Art vs Commerce Part I: An Existential Crisis

On giving up one’s cushy 9-to-5 job in search of immortality

Jared Young
3 min readDec 5, 2017
This is not the Van Ruysdael painting I reference below, but, still, come on, what are those birds doing below the horizon line?

MY OFFICE IS LOCATED less than five minutes from the National Gallery of Canada, where, on occasion, to briefly alleviate the ongoing spiritual crisis that the following essay is an attempt to resolve, I spend my lunch hour wandering among the old paintings in the international gallery. The collection is excellent.
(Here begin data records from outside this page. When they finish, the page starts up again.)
//! Per-track injection loop
//!
//! Takes fragments from the ring in publish order and hands them to the
//! sink, after cross-track catch-up, discontinuity pairing and timestamp
//! correction.

use std::sync::Arc;

use tracing::{debug, error, info, trace, warn};

use crate::context::SegmentPacket;
use crate::discontinuity::DiscontinuityOutcome;
use crate::error::PlayerError;
use crate::fragment::CachedFragment;
use crate::stream::Shared;
use crate::sync::{CatchupExit, CrossTrackSynchronizer, ReleaseReason};
use crate::track::MediaTrack;
use crate::trickplay::{apply_pts_offset, clear_init_duration, Rewrite};
use crate::types::{is_trickplay_rate, TrackType};
use crate::Error;

enum Flow {
    Continue,
    Stop,
}

/// Injector thread body
pub(crate) fn run_injector(shared: Arc<Shared>, kind: TrackType) {
    let track = shared.track(kind);
    info!(track = %kind, "Injector started");

    loop {
        if track.is_reload_pending() && !track.wait_for_reload(shared.config.catchup_poll()) {
            break;
        }
        let taken = match track.ring().take_for_inject() {
            Ok(taken) => taken,
            Err(Error::EndOfStream { .. }) => {
                shared.on_track_end(kind);
                break;
            }
            Err(Error::Aborted { .. }) => break,
            Err(e) => {
                warn!(track = %kind, error = %e, "Injector stopping on ring error");
                break;
            }
        };

        let flow = inject_fragment(&shared, track, taken.fragment);

        match track.ring().release(taken.ticket) {
            Ok(()) => {}
            Err(Error::StaleTicket { .. }) => trace!(track = %kind, "Slot flushed while injecting"),
            Err(e) => warn!(track = %kind, error = %e, "Slot release failed"),
        }

        if let Flow::Stop = flow {
            break;
        }
    }
    info!(track = %kind, injected = track.injected_duration(), "Injector stopped");
}

fn inject_fragment(shared: &Shared, track: &MediaTrack, mut fragment: CachedFragment) -> Flow {
    let kind = track.kind();
    let muxed = shared.is_muxed();

    if let Some(anchor) = CrossTrackSynchronizer::anchor_for(kind, muxed) {
        if shared.track(anchor).is_enabled() {
            let exit = shared
                .sync
                .wait_for_anchor(kind, || shared.catchup_probe(kind, anchor));
            if exit == CatchupExit::Released(ReleaseReason::FollowerAborted) {
                return Flow::Stop;
            }
        }
    }

    // Trick modes restamp a continuous timeline; the renderer never sees a break
    let rate = shared.rate();
    let mut discontinuity = false;
    if fragment.discontinuity && !is_trickplay_rate(rate) {
        match process_discontinuity(shared, track, muxed) {
            DiscontinuityOutcome::Applied => {
                discontinuity = true;
                track.set_discontinuity_processed(true);
                shared.metrics.record_applied_discontinuity();
            }
            DiscontinuityOutcome::Ignored => {}
            DiscontinuityOutcome::Aborted => return Flow::Stop,
        }
    }

    if shared.config.pts_restamp_enabled && shared.protocol.supports_pts_restamp() {
        let rewrite = if is_trickplay_rate(rate) {
            track.restamper().restamp(&mut fragment, rate)
        } else if fragment.init_fragment {
            clear_init_duration(&mut fragment)
        } else {
            apply_pts_offset(&mut fragment)
        };
        if rewrite == Rewrite::PayloadFailed {
            warn!(
                track = %kind,
                position = fragment.position,
                init = fragment.init_fragment,
                rate,
                "Timestamp rewrite failed, payload keeps its original box timing"
            );
            shared.metrics.record_rewrite_failure();
        }
    }

    if fragment.is_dummy {
        trace!(track = %kind, position = fragment.position, "Dummy fragment skipped");
        track.update_after_inject(&fragment);
        return Flow::Continue;
    }

    let packet = SegmentPacket {
        track: kind,
        payload: std::mem::take(&mut fragment.fragment).freeze(),
        pts: fragment.position,
        dts: fragment.position,
        duration: fragment.duration,
        pts_offset: fragment.pts_offset_sec,
        init_fragment: fragment.init_fragment,
        discontinuity,
    };

    if shared.sink.send_media_segment(packet).is_accepted() {
        track.update_after_inject(&fragment);
        track.set_sink_buffer_full(shared.sink.is_buffer_full(kind));
        shared.metrics.record_injected();
        if !fragment.init_fragment {
            if shared.clock.start() {
                info!(track = %kind, position = fragment.position, "First fragment injected, playback clock started");
            }
            if !discontinuity {
                track.set_discontinuity_processed(false);
            }
        }
        debug!(
            track = %kind,
            position = fragment.position,
            duration = fragment.duration,
            init = fragment.init_fragment,
            discontinuity,
            "Fragment injected"
        );
        shared.after_inject(kind, &fragment);
        return Flow::Continue;
    }

    let failures = track.record_inject_failure();
    shared.metrics.record_discard();
    warn!(
        track = %kind,
        position = fragment.position,
        failures,
        "Fragment discarded by sink"
    );
    if failures >= shared.config.segment_inject_fail_threshold {
        error!(track = %kind, failures, "Too many discarded fragments, stopping injection");
        shared.report_fatal(PlayerError::PtsError {
            track: kind,
            discarded: failures,
        });
        return Flow::Stop;
    }
    Flow::Continue
}

fn process_discontinuity(shared: &Shared, track: &MediaTrack, muxed: bool) -> DiscontinuityOutcome {
    let kind = track.kind();

    // Nothing injected yet: the renderer has no timeline to break
    if track.injected_duration() == 0.0 {
        info!(track = %kind, "Discontinuity before first injection ignored");
        if shared.protocol.has_periods() {
            shared.discontinuity.note_ignored(kind);
        }
        shared.metrics.record_ignored_discontinuity();
        return DiscontinuityOutcome::Ignored;
    }

    let peer_enabled = kind
        .pairing_peer()
        .is_some_and(|peer| shared.track(peer).is_enabled());
    if kind.pairing_peer().is_some() && !peer_enabled && !muxed {
        let verdict = shared.sink.apply_discontinuity(kind);
        return if verdict.is_accepted() {
            DiscontinuityOutcome::Applied
        } else {
            DiscontinuityOutcome::Ignored
        };
    }

    // Let a follower that is waiting on us move up to its own discontinuity
    if kind == TrackType::Video {
        shared.sync.notify(TrackType::Audio);
    }
    shared
        .discontinuity
        .process(kind, muxed, shared.sink.as_ref())
}
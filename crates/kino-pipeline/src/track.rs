//! Per-track state shared by the fetch side, the injector and the monitor

use std::sync::atomic::{AtomicBool, AtomicU32, Ordering};
use std::time::Duration;

use parking_lot::{Condvar, Mutex, MutexGuard};
use serde::{Deserialize, Serialize};
use tracing::{debug, info, warn};

use crate::config::PipelineConfig;
use crate::fragment::CachedFragment;
use crate::isobmff;
use crate::ring::FragmentSlotRing;
use crate::trickplay::TrickplayRestamper;
use crate::types::{BufferHealth, TrackType};

/// Running counters of a track
#[derive(Debug, Clone, Default, PartialEq, Serialize, Deserialize)]
pub struct TrackStats {
    pub total_fetched_duration: f64,
    pub total_injected_duration: f64,
    pub last_injected_position: f64,
    /// Duration of the last published media fragment
    pub fragment_duration_seconds: f64,
    pub total_fragments_downloaded: u64,
    pub total_fragments_injected: u64,
    /// Consecutive fragments the sink refused
    pub inject_fail_count: u32,
    /// Media cached while initial caching is in progress
    pub initial_cache_duration: f64,
    pub current_bandwidth_bps: u64,
}

/// Point-in-time view of a track, safe to hand to another track's logic
#[derive(Debug, Clone, Serialize, Deserialize)]
pub struct TrackSnapshot {
    pub track: TrackType,
    pub enabled: bool,
    #[serde(flatten)]
    pub stats: TrackStats,
    pub occupancy: usize,
    pub queued_duration: f64,
    pub health: BufferHealth,
    pub eos_reached: bool,
    pub aborted: bool,
    pub discontinuity_processed: bool,
    pub caching_completed: bool,
}

/// One elementary track: its fragment ring plus bookkeeping
pub struct MediaTrack {
    kind: TrackType,
    ring: FragmentSlotRing,
    chunk_mode: bool,
    stats: Mutex<TrackStats>,
    enabled: AtomicBool,
    eos_reached: AtomicBool,
    discontinuity_processed: AtomicBool,
    sink_buffer_full: AtomicBool,
    caching_completed: AtomicBool,
    /// Media timescale of the last init segment
    timescale: AtomicU32,
    health: Mutex<BufferHealth>,
    restamper: Mutex<TrickplayRestamper>,
    reload_pending: Mutex<bool>,
    reload_cond: Condvar,
}

impl MediaTrack {
    pub fn new(kind: TrackType, config: &PipelineConfig) -> Self {
        Self {
            kind,
            ring: FragmentSlotRing::new(kind, config.ring_capacity()),
            chunk_mode: config.low_latency_mode,
            stats: Mutex::new(TrackStats::default()),
            enabled: AtomicBool::new(false),
            eos_reached: AtomicBool::new(false),
            discontinuity_processed: AtomicBool::new(false),
            sink_buffer_full: AtomicBool::new(false),
            caching_completed: AtomicBool::new(false),
            timescale: AtomicU32::new(0),
            health: Mutex::new(BufferHealth::Green),
            restamper: Mutex::new(TrickplayRestamper::new(config.trickplay_fps)),
            reload_pending: Mutex::new(false),
            reload_cond: Condvar::new(),
        }
    }

    pub fn kind(&self) -> TrackType {
        self.kind
    }

    pub fn ring(&self) -> &FragmentSlotRing {
        &self.ring
    }

    pub fn is_enabled(&self) -> bool {
        self.enabled.load(Ordering::Acquire)
    }

    pub fn set_enabled(&self, enabled: bool) {
        self.enabled.store(enabled, Ordering::Release);
    }

    pub fn stats(&self) -> TrackStats {
        self.stats.lock().clone()
    }

    pub fn snapshot(&self) -> TrackSnapshot {
        TrackSnapshot {
            track: self.kind,
            enabled: self.is_enabled(),
            stats: self.stats(),
            occupancy: self.ring.occupancy(),
            queued_duration: self.ring.queued_duration(),
            health: self.health(),
            eos_reached: self.is_eos_reached(),
            aborted: self.ring.is_aborted(),
            discontinuity_processed: self.is_discontinuity_processed(),
            caching_completed: self.is_caching_completed(),
        }
    }

    /// Fill in the payload timescale from the track's init segment
    pub(crate) fn resolve_timescale(&self, fragment: &mut CachedFragment) {
        if fragment.init_fragment {
            if fragment.timescale == 0 && isobmff::is_isobmff(&fragment.fragment) {
                fragment.timescale = isobmff::media_timescale(&fragment.fragment).unwrap_or(0);
            }
            if fragment.timescale != 0 {
                self.timescale.store(fragment.timescale, Ordering::Release);
            }
        } else if fragment.timescale == 0 {
            fragment.timescale = self.timescale.load(Ordering::Acquire);
        }
    }

    pub fn injected_duration(&self) -> f64 {
        self.stats.lock().total_injected_duration
    }

    pub fn fetched_duration(&self) -> f64 {
        self.stats.lock().total_fetched_duration
    }

    pub fn fragment_duration(&self) -> f64 {
        self.stats.lock().fragment_duration_seconds
    }

    pub fn last_injected_position(&self) -> f64 {
        self.stats.lock().last_injected_position
    }

    /// Seconds of media handed downstream but not yet played
    ///
    /// In chunk mode the queued chunk duration is used instead.
    pub fn buffered_duration(&self, elapsed_seconds: f64) -> f64 {
        if self.chunk_mode {
            self.ring.queued_duration()
        } else {
            self.injected_duration() - elapsed_seconds
        }
    }

    /// Bookkeeping after a media fragment was published
    pub(crate) fn update_after_fetch(&self, duration: f64, bandwidth_bps: u64) {
        let mut stats = self.stats.lock();
        stats.total_fetched_duration += duration;
        stats.total_fragments_downloaded += 1;
        stats.fragment_duration_seconds = duration;
        stats.current_bandwidth_bps = bandwidth_bps;
        if !self.caching_completed.load(Ordering::Acquire) {
            stats.initial_cache_duration += duration;
        }
    }

    /// Bookkeeping after the sink accepted a fragment
    pub(crate) fn update_after_inject(&self, fragment: &CachedFragment) {
        let mut stats = self.stats.lock();
        stats.inject_fail_count = 0;
        if fragment.init_fragment {
            return;
        }
        stats.total_injected_duration += fragment.duration.max(0.0);
        stats.last_injected_position = fragment.position;
        stats.total_fragments_injected += 1;
    }

    /// Count a sink refusal; returns the consecutive count
    pub(crate) fn record_inject_failure(&self) -> u32 {
        let mut stats = self.stats.lock();
        stats.inject_fail_count += 1;
        stats.inject_fail_count
    }

    pub fn health(&self) -> BufferHealth {
        *self.health.lock()
    }

    /// Store a new classification, returning the previous one if it changed
    pub(crate) fn set_health(&self, health: BufferHealth) -> Option<BufferHealth> {
        let mut current = self.health.lock();
        if *current == health {
            return None;
        }
        let previous = *current;
        *current = health;
        Some(previous)
    }

    pub fn is_eos_reached(&self) -> bool {
        self.eos_reached.load(Ordering::Acquire)
    }

    pub(crate) fn set_eos_reached(&self, reached: bool) {
        self.eos_reached.store(reached, Ordering::Release);
    }

    pub fn is_discontinuity_processed(&self) -> bool {
        self.discontinuity_processed.load(Ordering::Acquire)
    }

    pub(crate) fn set_discontinuity_processed(&self, processed: bool) {
        self.discontinuity_processed.store(processed, Ordering::Release);
    }

    pub fn is_sink_buffer_full(&self) -> bool {
        self.sink_buffer_full.load(Ordering::Acquire)
    }

    pub(crate) fn set_sink_buffer_full(&self, full: bool) {
        self.sink_buffer_full.store(full, Ordering::Release);
    }

    pub fn is_caching_completed(&self) -> bool {
        self.caching_completed.load(Ordering::Acquire)
    }

    /// Returns true only for the call that completed caching
    pub(crate) fn mark_caching_completed(&self) -> bool {
        !self.caching_completed.swap(true, Ordering::AcqRel)
    }

    pub(crate) fn restamper(&self) -> MutexGuard<'_, TrickplayRestamper> {
        self.restamper.lock()
    }

    /// Park the injector until fragments of a newly selected rendition arrive
    pub fn begin_reload(&self) {
        *self.reload_pending.lock() = true;
        info!(track = %self.kind, "Track reload started");
    }

    pub(crate) fn finish_reload(&self) {
        let mut pending = self.reload_pending.lock();
        if *pending {
            *pending = false;
            self.reload_cond.notify_all();
            debug!(track = %self.kind, "Track reload finished");
        }
    }

    pub fn is_reload_pending(&self) -> bool {
        *self.reload_pending.lock()
    }

    /// Block while a reload is pending; false if the track was aborted
    pub(crate) fn wait_for_reload(&self, poll: Duration) -> bool {
        let mut pending = self.reload_pending.lock();
        while *pending {
            if self.ring.is_aborted() {
                return false;
            }
            let _ = self.reload_cond.wait_for(&mut pending, poll);
        }
        !self.ring.is_aborted()
    }

    /// Abort every wait on this track
    pub fn abort(&self) {
        self.ring.abort();
        let _pending = self.reload_pending.lock();
        self.reload_cond.notify_all();
    }

    /// Drop queued fragments, keeping counters
    pub fn flush_fetched_fragments(&self) -> usize {
        let dropped = self.ring.flush();
        debug!(track = %self.kind, dropped, "Fetched fragments flushed");
        dropped
    }

    /// Reset the ring and, unless a reload is in progress, the counters
    pub fn flush_fragments(&self) {
        let dropped = self.ring.flush();
        if !self.is_reload_pending() {
            *self.stats.lock() = TrackStats::default();
        }
        self.set_eos_reached(false);
        self.set_discontinuity_processed(false);
        warn!(track = %self.kind, dropped, "Track fragments flushed");
    }

    /// Shift counters after a seamless rendition change
    pub fn offset_track_params(&self, delta_fetched: f64, delta_injected: f64, delta_fragments: u64) {
        let mut stats = self.stats.lock();
        info!(
            track = %self.kind,
            fetched = stats.total_fetched_duration,
            injected = stats.total_injected_duration,
            downloaded = stats.total_fragments_downloaded,
            "Track params before offset"
        );
        stats.total_fetched_duration -= delta_fetched;
        stats.total_injected_duration -= delta_injected;
        stats.total_fragments_downloaded = stats.total_fragments_downloaded.saturating_sub(delta_fragments);
        info!(
            track = %self.kind,
            fetched = stats.total_fetched_duration,
            injected = stats.total_injected_duration,
            downloaded = stats.total_fragments_downloaded,
            "Track params after offset"
        );
    }

    /// Prepare for a new stream position
    pub(crate) fn reset(&self) {
        self.ring.flush();
        self.ring.clear_abort();
        *self.stats.lock() = TrackStats::default();
        *self.health.lock() = BufferHealth::Green;
        self.restamper.lock().reset();
        *self.reload_pending.lock() = false;
        self.set_eos_reached(false);
        self.set_discontinuity_processed(false);
        self.set_sink_buffer_full(false);
        self.caching_completed.store(false, Ordering::Release);
    }
}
There are works by Botticelli, Gauguin, Cezanne, Matisse — all those famous dudes, those notable artists.

I prefer the international gallery to the others because my goal in spending time at the museum is to feel unmoored from the present, set adrift in time and space. There is something, too, about contemporary art, in which so much is implicit in colour and shape and texture, that bears too close a kinship with the work I do during the day as a creative director at an advertising agency.[1]

[1. In the course of developing a brand identity there is always much grandiose debate about whether, for example, an enterprise solution is better represented by an equilateral or isosceles triangle, or whether, say, the colour green represents the principle of customer success better than the colour blue (the answers to these questions are, obviously, equilateral and green).]

So, yes, I prefer these old paintings. I prefer to wander through pastoral Dutch landscapes; I prefer to stand in 17th-century Italian piazzas; I prefer to make meaningful eye contact with long-dead Medici power brokers (the kind of meaningful eye contact I can never summon the courage to make with my colleagues back at the office).

These dead men are known to me, many hundreds of years later, because of these images they’ve created. I know Salomon van Ruysdael — and feel deeply connected to him — because in “River Landscape” he decided to put that gull below the horizon line, close to the surface of the water, rather than up in the sky, like any rational person might expect, and it’s that small detail that makes the painting superlative to me. I want to be immortal like these guys. I want my small aesthetic choices to be recognized a hundred years from now and pondered over with the same wonder and intensity that I myself have pondered over Ruysdael’s seagull and Nabokov’s alliterations and Bart Sears’ biceps. Forget modern medicine and its immortality pills; drawing lines and choosing words and making choices that are contemplated centuries hence: that is the secret to living forever.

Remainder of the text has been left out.